Earlier this week Savita Halappanavar, a 31-year old woman died because she was denied abortions after she and her husband requested it repeatedly. The reason: Catholic Ireland did not consider it a mandatory medical procedure that has to be available for all women who may need it. You can read more about it here.
The International Campaign has drafted a letter to protest this death. Please use the template below and join the worldwide protest against this denial of a basic human right.
Protest the death of Savita Halappanavar in Ireland
PLEASE SIGN AND SEND THE E-MAIL BELOW TO THE FOLLOWING:
To: Taoiseach Enda Kenny (Irish Prime Minister)
cc: Tánaiste Eamon Gilmore (Irish Deputy Prime Minister and Minister of Foreign Affairs)
Copy also to the Irish Embassy in your country. Find contact details here: http://www.dfa.ie/home/index.aspx?id=285
Re: Death of Savita Halappanavar in Galway
We are writing to you to express our concern about the recent death of Savita Halappanavar, who was repeatedly denied an abortion in Galway. This tragic case demonstrates once again that the prohibition of abortion in Ireland is not just undermining the autonomy of the women across the country, it is leading to unacceptable suffering and even death.
Savita Halappanavar made repeated requests for an abortion after presenting at University Hospital Galway on 21 October while miscarrying during the 17th week of her pregnancy. Her requests were refused, and she died one week later after several days in agonising pain and distress.
The situation of Savita Halappanavar provides the clearest possible evidence that laws that permit abortion only to save the life of a woman, such as the Irish law, are clinically unworkable and ethically unacceptable. There are numerous clinical situations in which a serious risk posed to a pregnant woman’s health may become a risk to her life, and delaying emergency action only increases that risk. There is only one way to know if a woman’s life is at risk: wait until she has died. Medical practitioners must be empowered by law to intervene on the grounds of risk to life and health, rather than wait for a situation to deteriorate.

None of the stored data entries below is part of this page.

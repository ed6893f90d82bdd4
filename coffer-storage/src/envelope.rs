//! Crypto envelope: encrypt-on-write, decrypt-on-read.
//!
//! With a crypto service, values go `CacheValue -> JSON -> encrypt` on the
//! way in and `decrypt -> JSON -> CacheValue` on the way out. Without one,
//! the JSON bytes are stored as is.

use std::sync::Arc;

use coffer_core::{CacheValue, CryptoService, EnvelopeError, StoreOptions};

/// Value codec chosen from the store options when the store is built.
#[derive(Clone)]
pub enum Envelope {
    Plain,
    Sealed(Arc<dyn CryptoService>),
}

impl Envelope {
    pub fn from_options(options: &StoreOptions) -> Self {
        match options.crypto_service() {
            Some(service) => Self::Sealed(Arc::clone(service)),
            None => Self::Plain,
        }
    }

    pub fn is_sealed(&self) -> bool {
        matches!(self, Self::Sealed(_))
    }

    /// Encode a value for the backend.
    pub fn seal(&self, value: &CacheValue) -> Result<Vec<u8>, EnvelopeError> {
        let bytes = value.to_json_bytes().map_err(EnvelopeError::Marshal)?;
        match self {
            Self::Plain => Ok(bytes),
            Self::Sealed(service) => {
                if bytes.is_empty() {
                    return Err(EnvelopeError::EmptyValue);
                }
                service.encrypt(&bytes).map_err(EnvelopeError::Encrypt)
            }
        }
    }

    /// Decode bytes read from the backend.
    ///
    /// In plain mode, bytes that are not JSON are returned as a string so
    /// keys written by other clients stay readable.
    pub fn open(&self, raw: &[u8]) -> Result<CacheValue, EnvelopeError> {
        match self {
            Self::Plain => Ok(CacheValue::from_json_bytes(raw)
                .unwrap_or_else(|_| CacheValue::String(String::from_utf8_lossy(raw).into_owned()))),
            Self::Sealed(service) => {
                if raw.is_empty() {
                    return Err(EnvelopeError::EmptyCiphertext);
                }
                let plaintext = service.decrypt(raw).map_err(EnvelopeError::Decrypt)?;
                CacheValue::from_json_bytes(&plaintext).map_err(EnvelopeError::Unmarshal)
            }
        }
    }
}

impl std::fmt::Debug for Envelope {
    fn fmt(&self, f: &mut std::fmt::Formatter<'_>) -> std::fmt::Result {
        match self {
            Self::Plain => write!(f, "Envelope::Plain"),
            Self::Sealed(_) => write!(f, "Envelope::Sealed(..)"),
        }
    }
}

You will be aware that the European Court of Human Rights, as well as a number of United Nations human rights bodies, have called upon the Irish government to bring its abortion law in line with international human rights standards. Had these calls been heeded before now, the death of Savita Halappanavar would have been prevented.
With the death of Savita Halappanavar, Ireland joins the ranks of countries worldwide where abortion is denied to women and leads to their deaths.
We call on your government to take urgent and decisive steps to reform the legislation that led to the death of Savita Halappanavar. Until the Irish legal system is reformed the lives, health and autonomy of women across Ireland are in jeopardy.